__How to complete this task__
I would like you to print all the records below exactly as they are.

════════

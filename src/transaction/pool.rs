use super::model::Transaction;

/// Pending transactions awaiting inclusion in the next mined block.
///
/// A plain FIFO buffer: submission order is preserved, and `drain` hands the
/// whole batch to exactly one block.
#[derive(Debug, Default)]
pub struct TxPool {
    pending: Vec<Transaction>,
}

impl TxPool {
    pub fn new() -> Self {
        Self {
            pending: Vec::new(),
        }
    }

    /// Append a transaction to the pool.
    pub fn push(&mut self, tx: Transaction) {
        self.pending.push(tx);
    }

    /// Take the current contents and leave the pool empty.
    /// Called once per block creation.
    pub fn drain(&mut self) -> Vec<Transaction> {
        std::mem::take(&mut self.pending)
    }

    pub fn len(&self) -> usize {
        self.pending.len()
    }

    pub fn is_empty(&self) -> bool {
        self.pending.is_empty()
    }

    /// Read-only view of the pending transactions (for the API listing).
    pub fn pending(&self) -> &[Transaction] {
        &self.pending
    }
}
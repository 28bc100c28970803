use log::debug;

use super::Block;
use crate::transaction::{Transaction, TxPool};

/// Append-only block sequence plus the pool of not-yet-mined transactions.
///
/// The chain is never empty: construction seeds it with the genesis block, so
/// `last_block` treats an empty chain as a programming error.
#[derive(Debug)]
pub struct Ledger {
    pub chain: Vec<Block>,
    pool: TxPool,
}

impl Ledger {
    /// Initialize the ledger with its genesis block (index 1, empty
    /// transaction list, caller-supplied sentinel hash and proof).
    pub fn new(genesis_proof: u64, genesis_previous_hash: &str) -> Self {
        let genesis = Block {
            index: 1,
            timestamp: Block::now(),
            transactions: Vec::new(),
            proof: genesis_proof,
            previous_hash: genesis_previous_hash.to_string(),
        };
        Self {
            chain: vec![genesis],
            pool: TxPool::new(),
        }
    }

    /// The most recently appended block.
    pub fn last_block(&self) -> &Block {
        self.chain
            .last()
            .expect("ledger always holds at least the genesis block")
    }

    pub fn len(&self) -> usize {
        self.chain.len()
    }

    pub fn is_empty(&self) -> bool {
        self.chain.is_empty()
    }

    /// Transactions waiting for the next block.
    pub fn pending_transactions(&self) -> &[Transaction] {
        self.pool.pending()
    }

    /// Queue a transaction for the next mined block and return the index that
    /// block will have. No field-level validation happens here.
    pub fn submit_transaction(&mut self, tx: Transaction) -> u64 {
        self.pool.push(tx);
        self.last_block().index + 1
    }

    /// Append a new block carrying the drained pool.
    ///
    /// `previous_hash` defaults to the digest of the current last block. The
    /// proof is trusted as given: callers run the proof-of-work search first,
    /// and no re-verification happens on append.
    pub fn mine(&mut self, proof: u64, previous_hash: Option<String>) -> &Block {
        let previous_hash = previous_hash.unwrap_or_else(|| self.last_block().digest());
        let block = Block {
            index: self.last_block().index + 1,
            timestamp: Block::now(),
            transactions: self.pool.drain(),
            proof,
            previous_hash,
        };
        debug!(
            "appending block #{} ({} txs, proof={})",
            block.index,
            block.transactions.len(),
            block.proof
        );
        self.chain.push(block);
        self.last_block()
    }

    /// Structural validity of an arbitrary candidate chain: every block after
    /// the first must store the digest of its immediate predecessor within the
    /// candidate. Index monotonicity, genesis shape and proof-of-work are
    /// deliberately not re-checked.
    pub fn is_valid_chain(candidate: &[Block]) -> bool {
        for pair in candidate.windows(2) {
            if pair[1].previous_hash != pair[0].digest() {
                return false;
            }
        }
        true
    }

    /// Swap in a replacement chain wholesale. Only the consensus resolver
    /// calls this, after validating the candidate.
    pub fn replace(&mut self, chain: Vec<Block>) {
        self.chain = chain;
    }
}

════════

__Result of the task__
filename src/transaction/pool.rs
use super::model::Transaction;

/// Pending transactions awaiting inclusion in the next mined block.
///
/// A plain FIFO buffer: submission order is preserved, and `drain` hands the
/// whole batch to exactly one block.
#[derive(Debug, Default)]
pub struct TxPool {
    pending: Vec<Transaction>,
}

impl TxPool {
    pub fn new() -> Self {
        Self {
            pending: Vec::new(),
        }
    }

    /// Append a transaction to the pool.
    pub fn push(&mut self, tx: Transaction) {
        self.pending.push(tx);
    }

    /// Take the current contents and leave the pool empty.
    /// Called once per block creation.
    pub fn drain(&mut self) -> Vec<Transaction> {
        std::mem::take(&mut self.pending)
    }

    pub fn len(&self) -> usize {
        self.pending.len()
    }

    pub fn is_empty(&self) -> bool {
        self.pending.is_empty()
    }

    /// Read-only view of the pending transactions (for the API listing).
    pub fn pending(&self) -> &[Transaction] {
        &self.pending
    }
}
repository 28bc100c28970803
use log::debug;

use super::Block;
use crate::transaction::{Transaction, TxPool};

/// Append-only block sequence plus the pool of not-yet-mined transactions.
///
/// The chain is never empty: construction seeds it with the genesis block, so
/// `last_block` treats an empty chain as a programming error.
#[derive(Debug)]
pub struct Ledger {
    pub chain: Vec<Block>,
    pool: TxPool,
}

impl Ledger {
    /// Initialize the ledger with its genesis block (index 1, empty
    /// transaction list, caller-supplied sentinel hash and proof).
    pub fn new(genesis_proof: u64, genesis_previous_hash: &str) -> Self {
        let genesis = Block {
            index: 1,
            timestamp: Block::now(),
            transactions: Vec::new(),
            proof: genesis_proof,
            previous_hash: genesis_previous_hash.to_string(),
        };
        Self {
            chain: vec![genesis],
            pool: TxPool::new(),
        }
    }

    /// The most recently appended block.
    pub fn last_block(&self) -> &Block {
        self.chain
            .last()
            .expect("ledger always holds at least the genesis block")
    }

    pub fn len(&self) -> usize {
        self.chain.len()
    }

    pub fn is_empty(&self) -> bool {
        self.chain.is_empty()
    }

    /// Transactions waiting for the next block.
    pub fn pending_transactions(&self) -> &[Transaction] {
        self.pool.pending()
    }

    /// Queue a transaction for the next mined block and return the index that
    /// block will have. No field-level validation happens here.
    pub fn submit_transaction(&mut self, tx: Transaction) -> u64 {
        self.pool.push(tx);
        self.last_block().index + 1
    }

    /// Append a new block carrying the drained pool.
    ///
    /// `previous_hash` defaults to the digest of the current last block. The
    /// proof is trusted as given: callers run the proof-of-work search first,
    /// and no re-verification happens on append.
    pub fn mine(&mut self, proof: u64, previous_hash: Option<String>) -> &Block {
        let previous_hash = previous_hash.unwrap_or_else(|| self.last_block().digest());
        let block = Block {
            index: self.last_block().index + 1,
            timestamp: Block::now(),
            transactions: self.pool.drain(),
            proof,
            previous_hash,
        };
        debug!(
            "appending block #{} ({} txs, proof={})",
            block.index,
            block.transactions.len(),
            block.proof
        );
        self.chain.push(block);
        self.last_block()
    }

    /// Structural validity of an arbitrary candidate chain: every block after
    /// the first must store the digest of its immediate predecessor within the
    /// candidate. Index monotonicity, genesis shape and proof-of-work are
    /// deliberately not re-checked.
    pub fn is_valid_chain(candidate: &[Block]) -> bool {
        for pair in candidate.windows(2) {
            if pair[1].previous_hash != pair[0].digest() {
                return false;
            }
        }
        true
    }

    /// Swap in a replacement chain wholesale. Only the consensus resolver
    /// calls this, after validating the candidate.
    pub fn replace(&mut self, chain: Vec<Block>) {
        self.chain = chain;
    }
}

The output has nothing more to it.